REQUIRED ACTION
The listing beneath should be written out in full, exactly as shown.
───── DATA FOR THIS EXERCISE ─────
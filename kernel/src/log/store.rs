// Record Storage Abstraction
//
// Defines the storage contract underneath the append log.
// The log owns locking and change publication; a store only
// has to keep records in order.

use super::Record;

/// Storage backend for the append log.
///
/// Properties required from implementations:
/// - Append-only
/// - Ordered
/// - Dense (no index gaps)
///
/// Implementations MUST NOT:
/// - Reorder records
/// - Mutate or drop existing records
pub trait RecordStore: Send + Sync {
    /// Push a record at the end and return the new length.
    fn push(&mut self, record: Record) -> u64;

    /// Read the record at `index`, or `None` if it does not exist yet.
    fn get(&self, index: u64) -> Option<Record>;

    /// Number of records stored.
    fn len(&self) -> u64;

    /// Copy out every record from `start` to the end.
    fn read_from(&self, start: u64) -> Vec<Record> {
        (start..self.len()).filter_map(|index| self.get(index)).collect()
    }
}

/// Unbounded in-memory store. Retains every record for the life of the process.
#[derive(Debug, Default)]
pub struct MemoryStore {
    records: Vec<Record>,
}

impl RecordStore for MemoryStore {
    fn push(&mut self, record: Record) -> u64 {
        self.records.push(record);
        self.records.len() as u64
    }

    fn get(&self, index: u64) -> Option<Record> {
        let index = usize::try_from(index).ok()?;
        self.records.get(index).copied()
    }

    fn len(&self) -> u64 {
        self.records.len() as u64
    }

    fn read_from(&self, start: u64) -> Vec<Record> {
        usize::try_from(start)
            .ok()
            .and_then(|start| self.records.get(start..))
            .map(<[Record]>::to_vec)
            .unwrap_or_default()
    }
}

#[cfg(test)]
mod tests {
    use super::*;

    #[test]
    fn push_returns_new_length() {
        let mut store = MemoryStore::default();
        assert_eq!(store.push(Record(7)), 1);
        assert_eq!(store.push(Record(8)), 2);
        assert_eq!(store.get(1), Some(Record(8)));
        assert_eq!(store.get(2), None);
    }

    #[test]
    fn read_from_past_end_is_empty() {
        let mut store = MemoryStore::default();
        store.push(Record(1));
        assert_eq!(store.read_from(0), vec![Record(1)]);
        assert!(store.read_from(1).is_empty());
        assert!(store.read_from(u64::MAX).is_empty());
    }
}
// Logging Setup
//
// Installs the global tracing subscriber. `RUST_LOG` overrides the
// configured level. Output goes to stderr so `tally replay` keeps
// stdout for records.

use anyhow::Result;
use tracing_subscriber::layer::SubscriberExt;
use tracing_subscriber::util::SubscriberInitExt;
use tracing_subscriber::{fmt, EnvFilter};

use tally_kernel::config::ServeConfig;

pub fn init(config: &ServeConfig) -> Result<()> {
    let filter = match EnvFilter::try_from_default_env() {
        Ok(filter) => filter,
        Err(_) => EnvFilter::try_new(&config.log_level)?,
    };
    let registry = tracing_subscriber::registry().with(filter);

    if config.json_logs {
        registry
            .with(fmt::layer().json().with_writer(std::io::stderr))
            .try_init()?;
    } else {
        registry
            .with(fmt::layer().with_target(true).with_writer(std::io::stderr))
            .try_init()?;
    }

    Ok(())
}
─────
RESPONSE BELOW
filename kernel/src/log/store.rs
// Record Storage Abstraction
//
// Defines the storage contract underneath the append log.
// The log owns locking and change publication; a store only
// has to keep records in order.

use super::Record;

/// Storage backend for the append log.
///
/// Properties required from implementations:
/// - Append-only
/// - Ordered
/// - Dense (no index gaps)
///
/// Implementations MUST NOT:
/// - Reorder records
/// - Mutate or drop existing records
pub trait RecordStore: Send + Sync {
    /// Push a record at the end and return the new length.
    fn push(&mut self, record: Record) -> u64;

    /// Read the record at `index`, or `None` if it does not exist yet.
    fn get(&self, index: u64) -> Option<Record>;

    /// Number of records stored.
    fn len(&self) -> u64;

    /// Copy out every record from `start` to the end.
    fn read_from(&self, start: u64) -> Vec<Record> {
        (start..self.len()).filter_map(|index| self.get(index)).collect()
    }
}

/// Unbounded in-memory store. Retains every record for the life of the process.
#[derive(Debug, Default)]
pub struct MemoryStore {
    records: Vec<Record>,
}

impl RecordStore for MemoryStore {
    fn push(&mut self, record: Record) -> u64 {
        self.records.push(record);
        self.records.len() as u64
    }

    fn get(&self, index: u64) -> Option<Record> {
        let index = usize::try_from(index).ok()?;
        self.records.get(index).copied()
    }

    fn len(&self) -> u64 {
        self.records.len() as u64
    }

    fn read_from(&self, start: u64) -> Vec<Record> {
        usize::try_from(start)
            .ok()
            .and_then(|start| self.records.get(start..))
            .map(<[Record]>::to_vec)
            .unwrap_or_default()
    }
}

#[cfg(test)]
mod tests {
    use super::*;

    #[test]
    fn push_returns_new_length() {
        let mut store = MemoryStore::default();
        assert_eq!(store.push(Record(7)), 1);
        assert_eq!(store.push(Record(8)), 2);
        assert_eq!(store.get(1), Some(Record(8)));
        assert_eq!(store.get(2), None);
    }

    #[test]
    fn read_from_past_end_is_empty() {
        let mut store = MemoryStore::default();
        store.push(Record(1));
        assert_eq!(store.read_from(0), vec![Record(1)]);
        assert!(store.read_from(1).is_empty());
        assert!(store.read_from(u64::MAX).is_empty());
    }
}
// Logging Setup
//
// Installs the global tracing subscriber. `RUST_LOG` overrides the
// configured level. Output goes to stderr so `tally replay` keeps
// stdout for records.

use anyhow::Result;
use tracing_subscriber::layer::SubscriberExt;
use tracing_subscriber::util::SubscriberInitExt;
use tracing_subscriber::{fmt, EnvFilter};

use tally_kernel::config::ServeConfig;

pub fn init(config: &ServeConfig) -> Result<()> {
    let filter = match EnvFilter::try_from_default_env() {
        Ok(filter) => filter,
        Err(_) => EnvFilter::try_new(&config.log_level)?,
    };
    let registry = tracing_subscriber::registry().with(filter);

    if config.json_logs {
        registry
            .with(fmt::layer().json().with_writer(std::io::stderr))
            .try_init()?;
    } else {
        registry
            .with(fmt::layer().with_target(true).with_writer(std::io::stderr))
            .try_init()?;
    }

    Ok(())
}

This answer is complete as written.